Question en litige 2 : L’évaluation que l’agent a faite de la capacité du demandeur à réussir son établissement économique au Canada était-elle raisonnable?

[27]  Le demandeur allègue que la décision est déraisonnable, parce que l’agent a rejeté les éléments de preuve concernant sa capacité à réussir son établissement économique, les qualifiant de non pertinents, et en ne leur accordant par la suite aucune importance. Ces éléments de preuve comprennent ses épargnes personnelles, la capacité de sa femme à trouver un emploi éventuel, l’évaluation par la province de sa capacité à réussir son établissement économique et les évaluations de son employeur éventuel visant à déterminer si les compétences en langue anglaise du demandeur sont suffisantes pour accomplir les tâches de l’emploi qui lui est offert. L’agent s’est plutôt fondé sur sa propre évaluation déraisonnable des compétences linguistiques du demandeur, selon laquelle celles-ci sont insuffisantes. De plus, et comme je l’ai fait remarquer au moment de sa comparution de moi, le fondement de l’agent sur le SMGC qui l’a amené à conclure que le salaire éventuel du demandeur est insuffisant était déraisonnable. De plus, les motifs de l’agent ne sont pas suffisamment justifiés, transparents et intelligibles pour permettre à la Cour de comprendre le raisonnement sous-jacent à la décision et, par conséquent, la décision est également déraisonnable sur ce fondement.

[28]  Le demandeur allègue également que l’agent n’a fourni aucun fondement à sa conclusion selon laquelle le demandeur ne possède pas les compétences linguistiques nécessaires pour travailler en qualité peintre de la construction, un emploi dont le rôle n’était pas la surveillance, qui comporte un niveau moins élevé de responsabilité et de complexité, et qui exige des compétences linguistiques en anglais moins avancées que le poste de directeur de la construction, c’est-à-dire le poste que le demandeur avait initialement désigné. Le demandeur soutient que l’agent n’a pas tenu compte de la lettre de son employeur éventuel, expliquant pourquoi la capacité linguistique du demandeur était suffisante pour l’emploi de peintre de la construction et n’a pas effectué une nouvelle évaluation de l’emploi offert.
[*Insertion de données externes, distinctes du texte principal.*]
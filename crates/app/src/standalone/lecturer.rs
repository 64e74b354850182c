use dioxus::prelude::*;
use shared_types::{Role, StandaloneApp};
use shared_ui::{
    table_columns, table_rows, Bar, BarChart, Card, CardContent, CardHeader, DataTable, StatCard,
    StatGrid,
};

use super::{first_tab, tab_for, StandaloneHeader, TabStrip};
use crate::views::percent;

#[derive(Debug, Clone, Copy, PartialEq, Eq)]
enum LecturerTab {
    Home,
    Classes,
    Attendance,
    Grading,
}

/// Lecturer menu ids and the tab each one opens.
const LECTURER_TABS: &[(&str, LecturerTab)] = &[
    ("lecturer-home", LecturerTab::Home),
    ("my-classes", LecturerTab::Classes),
    ("attendance", LecturerTab::Attendance),
    ("grading", LecturerTab::Grading),
];

/// Teaching workspace for lecturers.
#[component]
pub fn LecturerPortal() -> Element {
    let tabs = navigation::menus::resolve(Role::Lecturer);
    let mut active = use_signal(|| first_tab(tabs));
    let current = active();
    let tab = tab_for(LECTURER_TABS, &current, LecturerTab::Home);

    rsx! {
        div { class: "standalone-app",
            StandaloneHeader { app: StandaloneApp::LecturerPortal, subtitle: "Ms. J. Njeri · Computing" }
            TabStrip {
                tabs: tabs,
                active: current.clone(),
                on_select: move |id: &'static str| active.set(id.to_string()),
            }
            div { class: "standalone-content",
                match tab {
                    LecturerTab::Home => rsx! { LecturerHome {} },
                    LecturerTab::Classes => rsx! { MyClasses {} },
                    LecturerTab::Attendance => rsx! { Attendance {} },
                    LecturerTab::Grading => rsx! { Grading {} },
                }
            }
        }
    }
}

#[component]
fn LecturerHome() -> Element {
    rsx! {
        StatGrid {
            StatCard { title: "Classes this week", value: "9" }
            StatCard { title: "Students taught", value: "318" }
            StatCard { title: "Scripts to mark", value: "46" }
        }
    }
}

#[component]
fn MyClasses() -> Element {
    rsx! {
        Card {
            CardHeader { title: "Units taught", description: "Semester 1" }
            CardContent {
                DataTable {
                    columns: table_columns(&["Code", "Unit", "Group", "Students"]),
                    rows: table_rows(&[
                        &["CSC 214", "Databases", "A", "96"],
                        &["CSC 214", "Databases", "B", "92"],
                        &["CSC 412", "Distributed Systems", "A", "54"],
                        &["CSC 610", "Research Methods", "MSc", "16"],
                    ]),
                }
            }
        }
    }
}

const CLASS_SIZE: u64 = 96;

#[component]
fn Attendance() -> Element {
    let bars: Vec<Bar> = [("Week 1", 91), ("Week 2", 88), ("Week 3", 80), ("Week 4", 74), ("Week 5", 77)]
        .into_iter()
        .map(|(week, present)| Bar::new(week, percent(present, CLASS_SIZE)))
        .collect();

    rsx! {
        Card {
            CardHeader { title: "CSC 214 group A", description: "Share of class present" }
            CardContent {
                BarChart { bars: bars, unit: "%", max: 100.0 }
            }
        }
        Card {
            CardHeader { title: "Today's register" }
            CardContent {
                DataTable {
                    columns: table_columns(&["Reg. no.", "Name", "Status"]),
                    rows: table_rows(&[
                        &["S/2023/0142", "Brian Kiprono", "Present"],
                        &["S/2023/0177", "Grace Muthoni", "Present"],
                        &["S/2023/0203", "Hassan Ali", "Absent"],
                    ]),
                    status_column: 2,
                }
            }
        }
    }
}

#[component]
fn Grading() -> Element {
    rsx! {
        Card {
            CardHeader { title: "Marks submission" }
            CardContent {
                DataTable {
                    columns: table_columns(&["Unit", "Assessment", "Marked", "Status"]),
                    rows: table_rows(&[
                        &["CSC 214", "CAT 1", "188 / 188", "Submitted"],
                        &["CSC 214", "CAT 2", "142 / 188", "Pending"],
                        &["CSC 412", "Project", "54 / 54", "Approved"],
                    ]),
                    status_column: 3,
                }
            }
        }
    }
}
use dioxus::prelude::*;
use navigation::{ShellEvent, ShellSession, ShellSnapshot};
use shared_types::{Role, ShellMode};

/// Reactive handle on the shell session, shared through context.
///
/// Components never mutate the session directly; every change goes through
/// [`SessionHandle::dispatch`].
#[derive(Clone, Copy, PartialEq)]
pub struct SessionHandle {
    inner: Signal<ShellSession>,
}

impl SessionHandle {
    pub fn dispatch(&mut self, event: ShellEvent) {
        tracing::trace!(?event, "shell event");
        self.inner.write().apply(event);
    }

    pub fn role(&self) -> Role {
        self.inner.read().role()
    }

    pub fn mode(&self) -> ShellMode {
        self.inner.read().mode()
    }

    pub fn snapshot(&self) -> ShellSnapshot {
        self.inner.read().snapshot()
    }

    pub fn breadcrumb(&self) -> Vec<String> {
        self.inner.read().breadcrumb()
    }

    pub fn is_branch_active(&self, id: &str) -> bool {
        self.inner.read().navigation().is_branch_active(id)
    }
}

/// Create the session from the loaded shell config and provide it to the tree.
pub fn use_session_provider() -> SessionHandle {
    use_context_provider(|| {
        let config = navigation::config::shell_config();
        SessionHandle {
            inner: Signal::new(ShellSession::from_config(config)),
        }
    })
}

/// Hook to access the shell session.
pub fn use_session() -> SessionHandle {
    use_context::<SessionHandle>()
}
mod component;
pub use component::*;
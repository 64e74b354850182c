use dioxus::prelude::*;

/// Panel container used by every dashboard view.
#[component]
pub fn Card(
    #[props(extends = GlobalAttributes)] attributes: Vec<Attribute>,
    children: Element,
) -> Element {
    let base = vec![Attribute::new("class", "card", None, false)];
    let merged = dioxus_primitives::merge_attributes(vec![base, attributes]);

    rsx! {
        document::Link { rel: "stylesheet", href: asset!("./style.css") }
        section {
            ..merged,
            {children}
        }
    }
}

/// Title row of a Card with an optional one-line description.
#[component]
pub fn CardHeader(
    title: String,
    #[props(default)] description: Option<String>,
    children: Element,
) -> Element {
    rsx! {
        header { class: "card-header",
            div {
                h3 { class: "card-title", "{title}" }
                if let Some(text) = description {
                    p { class: "card-description", "{text}" }
                }
            }
            div { class: "card-action", {children} }
        }
    }
}

/// Main content section of a Card.
#[component]
pub fn CardContent(children: Element) -> Element {
    rsx! {
        div { class: "card-content", {children} }
    }
}

/// Direction of a stat's change since the last period.
#[derive(Debug, Clone, Copy, PartialEq, Eq)]
pub enum Trend {
    Up,
    Down,
    Flat,
}

impl Trend {
    fn class(&self) -> &'static str {
        match self {
            Trend::Up => "up",
            Trend::Down => "down",
            Trend::Flat => "flat",
        }
    }

    fn arrow(&self) -> &'static str {
        match self {
            Trend::Up => "\u{2191}",
            Trend::Down => "\u{2193}",
            Trend::Flat => "\u{2192}",
        }
    }
}

/// Headline number card: title, value, and an optional trend caption.
#[component]
pub fn StatCard(
    title: String,
    value: String,
    #[props(default)] caption: Option<String>,
    #[props(default)] trend: Option<Trend>,
) -> Element {
    let trend_class = trend.map(|t| t.class()).unwrap_or("flat");
    let arrow = trend.map(|t| t.arrow());

    rsx! {
        Card { class: "stat-card",
            span { class: "stat-title", "{title}" }
            span { class: "stat-value", "{value}" }
            if let Some(text) = caption {
                span {
                    class: "stat-caption",
                    "data-trend": trend_class,
                    if let Some(arrow) = arrow {
                        "{arrow} "
                    }
                    "{text}"
                }
            }
        }
    }
}

/// Responsive grid that lays stat cards out in a row.
#[component]
pub fn StatGrid(children: Element) -> Element {
    rsx! {
        div { class: "stat-grid", {children} }
    }
}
[29]  Tout d’abord, je remarque que le paragraphe 12(2) de la LIPR désigne une catégorie de résidents permanents en ces termes : « [...] la catégorie “immigration économique” se fait en fonction de leur capacité à réussir leur établissement économique au Canada ». L’article 87 du Règlement énonce qu’un étranger est un membre de la catégorie des candidats des provinces lorsqu’il est nommé dans un certificat de désignation délivré par le gouvernement provincial, conformément à l’accord concernant les candidats des provinces que la province en cause a conclu avec le ministre; il cherche à s’établir dans la province qui a délivré le certificat de désignation. Cependant, conformément au paragraphe 87(3), si le fait que l’étranger est nommé par le certificat n’est pas un indicateur suffisant de la capacité à réussir son établissement économique au Canada, l’agent peut, après consultation auprès du gouvernement qui a délivré le certificat (certificat de désignation et intention de résider dans la province concernée), substituer son appréciation de la capacité de l’étranger à réussir son établissement économique au Canada.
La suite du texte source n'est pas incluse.